In summary, we designed an effective and general approach to fabricate a soft electrode for the high-performance flexible sensor. The fully soft SF materials as the integrated electrode push the sensor’s linear working range to a new level (up to 800 kPa) while remaining an admirable sensitivity (6.417 kPa−1) and long-time durability without any obvious decay. Moreover, the sensor showed an ultrafast response time of only 4 ms based on the unique and ordered structure of the soft electrode and the sensing materials. Meanwhile, the waterproof PDMS MPF grafted with CNT anchored on the surface acted as a protective layer of the sensor to further improve its viability in harsh environments such as the raining (CA is approaching 150º), which can also be extended to other flexible electronics.

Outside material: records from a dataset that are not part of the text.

use chrono::{DateTime, Utc};
use serde::{Deserialize, Serialize};

/// A single gradable programming task within a course.
///
/// The same shape is used for the server's exercise list and for the records kept
/// in the local manifest, so a server record can replace a local one wholesale.
/// `name` is the identity: it is unique within a course and doubles as the name of
/// the exercise directory under the course directory.
#[derive(Debug, Clone, PartialEq, Serialize, Deserialize)]
pub struct Exercise {
    pub id: u64,
    pub name: String,
    #[serde(default)]
    pub deadline: Option<DateTime<Utc>>,
    /// Server-side content checksum. A mismatch means the exercise was changed.
    #[serde(default)]
    pub checksum: String,
    #[serde(default)]
    pub completed: bool,
    #[serde(default)]
    pub attempted: bool,
    /// Set when the exercise passed its tests locally.
    #[serde(default)]
    pub locally_tested: bool,
}

impl Exercise {
    pub fn new(id: u64, name: impl Into<String>) -> Self {
        Self {
            id,
            name: name.into(),
            deadline: None,
            checksum: String::new(),
            completed: false,
            attempted: false,
            locally_tested: false,
        }
    }

    pub fn with_deadline(mut self, deadline: DateTime<Utc>) -> Self {
        self.deadline = Some(deadline);
        self
    }

    pub fn with_checksum(mut self, checksum: impl Into<String>) -> Self {
        self.checksum = checksum.into();
        self
    }

    pub fn completed(mut self, completed: bool) -> Self {
        self.completed = completed;
        self
    }
}

/// A named collection of exercises plus the server endpoint describing it.
#[derive(Debug, Clone, PartialEq, Serialize, Deserialize)]
pub struct Course {
    pub id: u64,
    pub name: String,
    /// Course detail endpoint. Old manifests carry an organization-style path here.
    pub details_url: String,
    #[serde(default)]
    pub exercises: Vec<Exercise>,
}

impl Course {
    pub fn exercise(&self, name: &str) -> Option<&Exercise> {
        self.exercises.iter().find(|e| e.name == name)
    }

    pub fn exercise_mut(&mut self, name: &str) -> Option<&mut Exercise> {
        self.exercises.iter_mut().find(|e| e.name == name)
    }

    /// Replace the exercise with the same name, or append it when there is none.
    ///
    /// Never creates a duplicate name and never removes an exercise. The server
    /// knows nothing about local test runs, so `locally_tested` survives replacement.
    pub fn replace_exercise(&mut self, mut exercise: Exercise) {
        match self.exercise_mut(&exercise.name) {
            Some(existing) => {
                exercise.locally_tested |= existing.locally_tested;
                *existing = exercise;
            }
            None => self.exercises.push(exercise),
        }
    }

    /// Merge a server exercise list: matched names are replaced, unmatched server
    /// exercises are inserted, and local-only exercises are kept.
    pub fn merge_exercises(&mut self, server: Vec<Exercise>) {
        for exercise in server {
            self.replace_exercise(exercise);
        }
    }
}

Application of the sensor or sensor matrices configured with the Bluetooth successfully achieved the “communicate-analyze-interpret-decide” function to send the detected wireless signal of pulse rate or applied pressure to the portable smartphone, thereby demonstrating its feasibility and effectiveness as a reliable electronic for health monitoring. This study confirmed that rationally building the electrode was also capable of greatly improving the sensor’s performance instead of merely focusing on the sensing materials. We hoped that this design concept and sensor system could potentially pave the way for more advanced wearable electronics in the future.